A. Section 5.2.11(a)

Section 5.2.11(a) of the Agreement provides:

5.2.11. Right to Repurchase Hospital.
(a) Right of First Refusal. Neither HCA nor HCA–NH will directly or indirectly by merger or transfer of stock or otherwise sell, transfer, assign, or otherwise dispose of all or any substantial part of the assets of the Hospital (a "Transfer") unless (i) HCA shall have received a bona fide arm's length written offer with respect to the Transfer of such assets of the Hospital (a "Bona Fide Offer"), and (ii) prior to the making of any such Transfer, HCA shall have given written notice to the Foundation stating its desire to dispose of such assets and enclosing a copy of the Bona Fide Offer.

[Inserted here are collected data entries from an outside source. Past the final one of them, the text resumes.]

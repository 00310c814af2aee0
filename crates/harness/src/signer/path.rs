// Copyright 2024 RISC Zero, Inc.
//
// Licensed under the Apache License, Version 2.0 (the "License");
// you may not use this file except in compliance with the License.
// You may obtain a copy of the License at
//
//     http://www.apache.org/licenses/LICENSE-2.0
//
// Unless required by applicable law or agreed to in writing, software
// distributed under the License is distributed on an "AS IS" BASIS,
// WITHOUT WARRANTIES OR CONDITIONS OF ANY KIND, either express or implied.
// See the License for the specific language governing permissions and
// limitations under the License.

use std::{fmt, str::FromStr};

use serde::{Deserialize, Serialize};
use thiserror::Error as ThisError;

/// Bit marking a hardened BIP-32 index.
pub const HARDENED: u32 = 0x8000_0000;
/// Maximum number of components a signing device accepts.
pub const MAX_DEPTH: usize = 10;
/// The account the conformance vectors are signed with.
pub const ETH_PATH: &str = "m/44'/60'/0'/0'/0";

#[derive(Debug, Clone, PartialEq, Eq, ThisError)]
pub enum PathError {
    #[error("derivation path is empty")]
    Empty,
    #[error("derivation path has {0} components, at most {MAX_DEPTH} are allowed")]
    TooDeep(usize),
    #[error("invalid derivation path component `{0}`")]
    InvalidComponent(String),
}

/// A BIP-32 derivation path such as `m/44'/60'/0'/0'/0`.
#[derive(Debug, Clone, PartialEq, Eq, Hash, Serialize, Deserialize)]
#[serde(try_from = "String", into = "String")]
pub struct DerivationPath(Vec<u32>);

impl DerivationPath {
    pub fn components(&self) -> &[u32] {
        &self.0
    }

    /// Whether the path lies under the Ethereum coin type, `44'/60'`.
    pub fn is_ethereum(&self) -> bool {
        matches!(self.0[..], [purpose, coin, ..] if purpose == 44 | HARDENED && coin == 60 | HARDENED)
    }

    /// Serializes the path the way it is sent to a device: the number of components
    /// followed by each index as a big-endian `u32`.
    pub fn to_bytes(&self) -> Vec<u8> {
        let mut out = Vec::with_capacity(1 + 4 * self.0.len());
        // MAX_DEPTH keeps the count within one byte
        out.push(self.0.len() as u8);
        for index in &self.0 {
            out.extend_from_slice(&index.to_be_bytes());
        }
        out
    }
}

impl Default for DerivationPath {
    fn default() -> Self {
        DerivationPath(vec![44 | HARDENED, 60 | HARDENED, HARDENED, HARDENED, 0])
    }
}

impl FromStr for DerivationPath {
    type Err = PathError;

    fn from_str(s: &str) -> Result<Self, Self::Err> {
        let s = s.trim();
        let s = s.strip_prefix("m/").unwrap_or(s);
        if s.is_empty() || s == "m" {
            return Err(PathError::Empty);
        }

        let components = s
            .split('/')
            .map(|part| {
                let (digits, hardened) = match part.strip_suffix(['\'', 'h', 'H']) {
                    Some(digits) => (digits, true),
                    None => (part, false),
                };
                match digits.parse::<u32>() {
                    Ok(index) if index < HARDENED => {
                        Ok(if hardened { index | HARDENED } else { index })
                    }
                    _ => Err(PathError::InvalidComponent(part.to_string())),
                }
            })
            .collect::<Result<Vec<_>, _>>()?;

        if components.len() > MAX_DEPTH {
            return Err(PathError::TooDeep(components.len()));
        }
        Ok(DerivationPath(components))
    }
}

impl TryFrom<String> for DerivationPath {
    type Error = PathError;

    fn try_from(value: String) -> Result<Self, Self::Error> {
        value.parse()
    }
}

impl From<DerivationPath> for String {
    fn from(value: DerivationPath) -> Self {
        value.to_string()
    }
}

impl fmt::Display for DerivationPath {
    fn fmt(&self, f: &mut fmt::Formatter<'_>) -> fmt::Result {
        write!(f, "m")?;
        for index in &self.0 {
            if index & HARDENED != 0 {
                write!(f, "/{}'", index & !HARDENED)?;
            } else {
                write!(f, "/{index}")?;
            }
        }
        Ok(())
    }
}
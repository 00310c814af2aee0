// Copyright 2024 RISC Zero, Inc.
//
// Licensed under the Apache License, Version 2.0 (the "License");
// you may not use this file except in compliance with the License.
// You may obtain a copy of the License at
//
//     http://www.apache.org/licenses/LICENSE-2.0
//
// Unless required by applicable law or agreed to in writing, software
// distributed under the License is distributed on an "AS IS" BASIS,
// WITHOUT WARRANTIES OR CONDITIONS OF ANY KIND, either express or implied.
// See the License for the specific language governing permissions and
// limitations under the License.

//! Deterministic construction of legacy Ethereum transaction payloads and two
//! independent ways of checking a signature over them.

pub mod keccak;
pub mod rlp;
pub mod signature;
pub mod transaction;
pub mod verify;

pub use rlp::RlpError;
pub use signature::{SPolicy, TxSignature};
pub use transaction::{
    build_unsigned_message, legacy_v, ChainContext, LegacyTransaction, TransactionFields,
    TransactionKind, UnsignedMessage,
};
pub use verify::{
    raw::{parse_public_key, verify_raw},
    reconstructed::{assemble_signed_transaction, verify_reconstructed},
    VerifyError,
};
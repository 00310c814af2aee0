// Copyright 2024 RISC Zero, Inc.
//
// Licensed under the Apache License, Version 2.0 (the "License");
// you may not use this file except in compliance with the License.
// You may obtain a copy of the License at
//
//     http://www.apache.org/licenses/LICENSE-2.0
//
// Unless required by applicable law or agreed to in writing, software
// distributed under the License is distributed on an "AS IS" BASIS,
// WITHOUT WARRANTIES OR CONDITIONS OF ANY KIND, either express or implied.
// See the License for the specific language governing permissions and
// limitations under the License.

use alloy_primitives::{Address, Bytes};

use crate::{
    rlp::{self, trim_leading_zeros, RlpError, RlpItem},
    signature::SPolicy,
    transaction::{ChainContext, LegacyTransaction, LEGACY_FIELD_COUNT},
    TxSignature, VerifyError,
};

/// Turns an unsigned payload and a signature into signed wire bytes.
///
/// Only the six body items of `unsigned` are kept; any EIP-155 placeholder is replaced
/// by `v`, `r` and `s` in minimal form.
pub fn assemble_signed_transaction(
    unsigned: impl AsRef<[u8]>,
    signature: &TxSignature,
) -> Result<Bytes, VerifyError> {
    let mut items = rlp::decode(unsigned.as_ref())?;
    if items.len() < LEGACY_FIELD_COUNT {
        return Err(RlpError::from(alloy_rlp::Error::ListLengthMismatch {
            expected: LEGACY_FIELD_COUNT,
            got: items.len(),
        })
        .into());
    }
    items.truncate(LEGACY_FIELD_COUNT);

    let r = signature.padded_r()?;
    let s = signature.padded_s()?;
    items.extend([
        RlpItem::u64(signature.v),
        RlpItem::bytes(Bytes::copy_from_slice(trim_leading_zeros(&r))),
        RlpItem::bytes(Bytes::copy_from_slice(trim_leading_zeros(&s))),
    ]);

    Ok(rlp::encode_list(&items).into())
}

/// Recovers the sender of signed wire bytes, interpreted under `chain`.
///
/// This never consults an expected key. Anything that does not decode to exactly nine
/// canonical items, or whose signature does not yield a point on the curve, is an
/// error rather than some unrelated address.
pub fn verify_reconstructed(
    signed: impl AsRef<[u8]>,
    chain: ChainContext,
    policy: SPolicy,
) -> Result<Address, VerifyError> {
    let tx = LegacyTransaction::decode(signed.as_ref(), chain)?;
    tx.recover_from(policy)
}
// Copyright 2024 RISC Zero, Inc.
//
// Licensed under the Apache License, Version 2.0 (the "License");
// you may not use this file except in compliance with the License.
// You may obtain a copy of the License at
//
//     http://www.apache.org/licenses/LICENSE-2.0
//
// Unless required by applicable law or agreed to in writing, software
// distributed under the License is distributed on an "AS IS" BASIS,
// WITHOUT WARRANTIES OR CONDITIONS OF ANY KIND, either express or implied.
// See the License for the specific language governing permissions and
// limitations under the License.

use std::{fmt, sync::Arc, time::Duration};

use alloy_primitives::Address;
use k256::ecdsa::VerifyingKey;
use log::{debug, error, info, warn};
use serde::Serialize;
use sigcheck_core::{
    assemble_signed_transaction, build_unsigned_message, keccak::address_from_uncompressed,
    verify_raw, verify_reconstructed, SPolicy, UnsignedMessage,
};
use thiserror::Error as ThisError;
use tokio::{sync::Semaphore, task::JoinSet, time::timeout};

use crate::{
    report::{CaseReport, ConformanceReport},
    signer::{DerivationPath, RejectReason, SignatureResponse, Signer, SignerError, SignerFactory},
    vectors::TestVector,
};

/// Result of one verification path.
#[derive(Debug, Clone, PartialEq, Eq, Serialize)]
#[serde(tag = "status", content = "reason", rename_all = "snake_case")]
pub enum PathOutcome {
    Passed,
    Failed(String),
}

impl PathOutcome {
    pub fn passed(&self) -> bool {
        matches!(self, PathOutcome::Passed)
    }
}

impl fmt::Display for PathOutcome {
    fn fmt(&self, f: &mut fmt::Formatter<'_>) -> fmt::Result {
        match self {
            PathOutcome::Passed => write!(f, "passed"),
            PathOutcome::Failed(reason) => write!(f, "failed, {reason}"),
        }
    }
}

/// Why a conformance case did not pass.
#[derive(Debug, Clone, PartialEq, Eq, Serialize, ThisError)]
#[serde(tag = "kind", rename_all = "snake_case")]
pub enum CaseFailure {
    #[error("could not build the transaction: {reason}")]
    Build { reason: String },
    #[error("signer unavailable: {reason}")]
    SignerUnavailable { reason: String },
    #[error("signer rejected the transaction: {reason}")]
    SignerRejected { reason: RejectReason },
    #[error("invalid signer response: {reason}")]
    InvalidResponse { reason: String },
    #[error("verification failed (raw: {raw}; reconstructed: {reconstructed})")]
    Verification {
        raw: PathOutcome,
        reconstructed: PathOutcome,
    },
    #[error("case aborted: {reason}")]
    Aborted { reason: String },
}

impl From<SignerError> for CaseFailure {
    fn from(err: SignerError) -> Self {
        match err {
            SignerError::Unavailable(reason) => CaseFailure::SignerUnavailable { reason },
            SignerError::Rejected(reason) => CaseFailure::SignerRejected { reason },
            SignerError::InvalidResponse(reason) => CaseFailure::InvalidResponse { reason },
        }
    }
}

/// Everything a case needs besides the signer itself.
#[derive(Debug, Clone)]
pub struct RunnerSettings {
    pub path: DerivationPath,
    /// Key Path A checks signatures against.
    pub expected_key: VerifyingKey,
    /// Bound on the whole signer exchange of one case.
    pub timeout: Duration,
    pub policy: SPolicy,
    /// Switch every session into expert mode before signing.
    pub expert_mode: bool,
    pub max_concurrent_cases: usize,
}

impl RunnerSettings {
    pub fn new(expected_key: VerifyingKey) -> Self {
        Self {
            path: DerivationPath::default(),
            expected_key,
            timeout: Duration::from_secs(60),
            policy: SPolicy::default(),
            expert_mode: true,
            max_concurrent_cases: 8,
        }
    }

    /// Account address of [RunnerSettings::expected_key].
    pub fn expected_address(&self) -> Option<Address> {
        address_from_uncompressed(self.expected_key.to_encoded_point(false).as_bytes())
    }
}

/// Runs conformance vectors against sessions of one signer factory.
pub struct ConformanceRunner<F> {
    factory: Arc<F>,
    settings: Arc<RunnerSettings>,
}

impl<F> ConformanceRunner<F>
where
    F: SignerFactory + 'static,
{
    pub fn new(factory: F, settings: RunnerSettings) -> Self {
        Self {
            factory: Arc::new(factory),
            settings: Arc::new(settings),
        }
    }

    pub fn settings(&self) -> &RunnerSettings {
        &self.settings
    }

    /// Runs a single case with its own signer session.
    pub async fn run_case(&self, vector: &TestVector) -> CaseReport {
        run_case(self.factory.as_ref(), &self.settings, vector).await
    }

    /// Runs every case concurrently, at most `max_concurrent_cases` at a time.
    ///
    /// A failing case never stops the others. Reports come back in input order.
    pub async fn run_all(&self, vectors: &[TestVector]) -> ConformanceReport {
        let semaphore = Arc::new(Semaphore::new(self.settings.max_concurrent_cases.max(1)));
        let mut join_set = JoinSet::new();
        for (index, vector) in vectors.iter().cloned().enumerate() {
            let factory = self.factory.clone();
            let settings = self.settings.clone();
            let semaphore = semaphore.clone();
            join_set.spawn(async move {
                // the semaphore is never closed
                let _permit = semaphore.acquire_owned().await;
                (index, run_case(factory.as_ref(), &settings, &vector).await)
            });
        }

        let mut cases: Vec<Option<CaseReport>> = vec![None; vectors.len()];
        while let Some(joined) = join_set.join_next().await {
            match joined {
                Ok((index, report)) => cases[index] = Some(report),
                Err(err) => error!("Conformance case task failed: {err}"),
            }
        }

        let cases = cases
            .into_iter()
            .zip(vectors)
            .map(|(report, vector)| {
                report.unwrap_or_else(|| {
                    let mut report = CaseReport::new(vector);
                    report.failure = Some(CaseFailure::Aborted {
                        reason: "task did not complete".to_string(),
                    });
                    report
                })
            })
            .collect();
        ConformanceReport { cases }
    }
}

async fn run_case<F: SignerFactory>(
    factory: &F,
    settings: &RunnerSettings,
    vector: &TestVector,
) -> CaseReport {
    let mut report = CaseReport::new(vector);
    match execute(factory, settings, vector, &mut report).await {
        Ok(()) => info!("{}: passed", vector.name),
        Err(failure) => {
            warn!("{}: {failure}", vector.name);
            report.failure = Some(failure);
        }
    }
    report
}

async fn execute<F: SignerFactory>(
    factory: &F,
    settings: &RunnerSettings,
    vector: &TestVector,
    report: &mut CaseReport,
) -> Result<(), CaseFailure> {
    let chain = vector.chain();
    let fields = vector.fields().map_err(|err| CaseFailure::Build {
        reason: err.to_string(),
    })?;
    let message = build_unsigned_message(&fields, chain);
    let unsigned_hex = message.to_hex();
    debug!("{}: tx {unsigned_hex}", vector.name);
    report.unsigned_tx = Some(unsigned_hex);

    let response = timeout(settings.timeout, request_signature(factory, settings, &message))
        .await
        .map_err(|_| CaseFailure::SignerUnavailable {
            reason: format!("no response within {:?}", settings.timeout),
        })??;
    report.signature = Some(response.clone());

    let signature = response
        .to_signature()
        .map_err(|err| CaseFailure::InvalidResponse {
            reason: err.to_string(),
        })?;

    // both paths always run, so a report names every path that disagreed
    let raw = match verify_raw(&message, &signature, &settings.expected_key, settings.policy) {
        Ok(true) => PathOutcome::Passed,
        Ok(false) => PathOutcome::Failed("signature does not verify against the expected key".into()),
        Err(err) => PathOutcome::Failed(err.to_string()),
    };
    let reconstructed = match assemble_signed_transaction(&message, &signature)
        .and_then(|signed| verify_reconstructed(&signed, chain, settings.policy))
    {
        Ok(sender) => {
            if settings.expected_address() != Some(sender) {
                warn!("{}: recovered unexpected sender {sender}", vector.name);
            }
            report.recovered = Some(sender);
            PathOutcome::Passed
        }
        Err(err) => PathOutcome::Failed(err.to_string()),
    };

    if raw.passed() && reconstructed.passed() {
        Ok(())
    } else {
        Err(CaseFailure::Verification { raw, reconstructed })
    }
}

async fn request_signature<F: SignerFactory>(
    factory: &F,
    settings: &RunnerSettings,
    message: &UnsignedMessage,
) -> Result<SignatureResponse, CaseFailure> {
    let mut session = factory.open().await?;
    if settings.expert_mode {
        session.toggle_expert_mode().await?;
    }
    let response = session
        .sign_evm_transaction(&settings.path, &message.to_hex(), None)
        .await?;
    Ok(response)
}
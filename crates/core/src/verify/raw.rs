// Copyright 2024 RISC Zero, Inc.
//
// Licensed under the Apache License, Version 2.0 (the "License");
// you may not use this file except in compliance with the License.
// You may obtain a copy of the License at
//
//     http://www.apache.org/licenses/LICENSE-2.0
//
// Unless required by applicable law or agreed to in writing, software
// distributed under the License is distributed on an "AS IS" BASIS,
// WITHOUT WARRANTIES OR CONDITIONS OF ANY KIND, either express or implied.
// See the License for the specific language governing permissions and
// limitations under the License.

use alloy_primitives::hex;
use k256::ecdsa::{signature::hazmat::PrehashVerifier, VerifyingKey};

use crate::{keccak::keccak, signature::SPolicy, TxSignature, VerifyError};

/// Checks `signature` over the Keccak-256 digest of `message` against a known key.
///
/// `v` plays no part here. Returns `Ok(false)` for a signature that does not verify,
/// including zero or out-of-range scalars and a high `s` under [SPolicy::LowOnly]. Only
/// an `r` or `s` that does not fit 32 bytes is an error.
pub fn verify_raw(
    message: impl AsRef<[u8]>,
    signature: &TxSignature,
    public_key: &VerifyingKey,
    policy: SPolicy,
) -> Result<bool, VerifyError> {
    let digest = keccak(message);
    let Some(signature) = signature.to_k256()? else {
        return Ok(false);
    };
    // k256 only verifies the low-s form
    let Some((signature, _)) = policy.apply(signature) else {
        return Ok(false);
    };
    Ok(public_key.verify_prehash(&digest, &signature).is_ok())
}

/// Parses a SEC1 encoded secp256k1 public key, compressed or uncompressed, from hex.
pub fn parse_public_key(public_key: &str) -> Result<VerifyingKey, VerifyError> {
    let public_key = public_key.strip_prefix("0x").unwrap_or(public_key);
    let bytes = hex::decode(public_key).map_err(|_| VerifyError::InvalidPublicKey)?;
    VerifyingKey::from_sec1_bytes(&bytes).map_err(|_| VerifyError::InvalidPublicKey)
}
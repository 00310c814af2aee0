// Copyright 2024 RISC Zero, Inc.
//
// Licensed under the Apache License, Version 2.0 (the "License");
// you may not use this file except in compliance with the License.
// You may obtain a copy of the License at
//
//     http://www.apache.org/licenses/LICENSE-2.0
//
// Unless required by applicable law or agreed to in writing, software
// distributed under the License is distributed on an "AS IS" BASIS,
// WITHOUT WARRANTIES OR CONDITIONS OF ANY KIND, either express or implied.
// See the License for the specific language governing permissions and
// limitations under the License.

use std::{fs::File, io::BufWriter, path::Path};

use alloy_primitives::{Address, ChainId};
use anyhow::Context;
use serde::Serialize;

use crate::{runner::CaseFailure, signer::SignatureResponse, vectors::TestVector};

/// Outcome of a single conformance case.
#[derive(Debug, Clone, PartialEq, Eq, Serialize)]
#[serde(rename_all = "camelCase")]
pub struct CaseReport {
    pub name: String,
    pub chain_id: Option<ChainId>,
    /// Hex of the payload handed to the signer.
    pub unsigned_tx: Option<String>,
    pub signature: Option<SignatureResponse>,
    /// Sender recovered from the reconstructed transaction.
    pub recovered: Option<Address>,
    pub failure: Option<CaseFailure>,
}

impl CaseReport {
    pub(crate) fn new(vector: &TestVector) -> Self {
        Self {
            name: vector.name.clone(),
            chain_id: vector.chain_id,
            unsigned_tx: None,
            signature: None,
            recovered: None,
            failure: None,
        }
    }

    pub fn passed(&self) -> bool {
        self.failure.is_none()
    }
}

/// All case outcomes, in the order of the input table.
#[derive(Debug, Clone, Default, PartialEq, Eq, Serialize)]
pub struct ConformanceReport {
    pub cases: Vec<CaseReport>,
}

impl ConformanceReport {
    pub fn passed(&self) -> usize {
        self.cases.iter().filter(|case| case.passed()).count()
    }

    pub fn failed(&self) -> usize {
        self.cases.len() - self.passed()
    }

    pub fn all_passed(&self) -> bool {
        self.failed() == 0
    }

    pub fn failures(&self) -> impl Iterator<Item = (&str, &CaseFailure)> {
        self.cases
            .iter()
            .filter_map(|case| case.failure.as_ref().map(|failure| (case.name.as_str(), failure)))
    }

    /// Writes the report as pretty-printed JSON.
    pub fn write_json(&self, path: impl AsRef<Path>) -> anyhow::Result<()> {
        let path = path.as_ref();
        let file =
            File::create(path).with_context(|| format!("failed to create {}", path.display()))?;
        serde_json::to_writer_pretty(BufWriter::new(file), self)
            .with_context(|| format!("failed to write report to {}", path.display()))
    }
}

Thereafter, the Foundation shall have an assignable option to purchase all (but not less than all) of the tangible assets specified in such notice, said option to be exercised by the giving, by the Foundation or its assignee (the "Purchaser"), as appropriate, within 120 days after delivery of such notice, of a counter-notice stating that the sender of such counter-notice desires to purchase all of such assets.... Notwithstanding the foregoing, this Section 5.2.11(a) shall not apply to a Transfer by HCA or HCA–NH to a wholly-owned subsidiary of HCA ("Transferee") if, from and after such Transfer, the Transferee shall perform and assume all obligations of HCA and HCA–NH under this Agreement and prior to such Transfer shall agree to such performance and assumption of obligations in a writing satisfactory to the Seller; provided, however, that no such Transfer shall relieve HCA from any of its obligations hereunder.

(Emphasis added.)

Under the plain meaning of Section 5.2.11(a), HCA and HCA–NH may not "Transfer" the Hospital's assets "directly or indirectly" unless two conditions are met. The first condition is that there has been a "Bona Fide Offer" in writing. A "Bona Fide Offer" is an "arm's length" offer, meaning an offer from an unrelated third party. The second condition is that there is prior notice to the Foundation of the intent to "Transfer"; the notice must enclose the "Bona Fide Offer." "Thereafter," the Foundation has "an assignable option to purchase all (but not less than all) of the tangible assets specified in such notice." The only exception to this prohibition...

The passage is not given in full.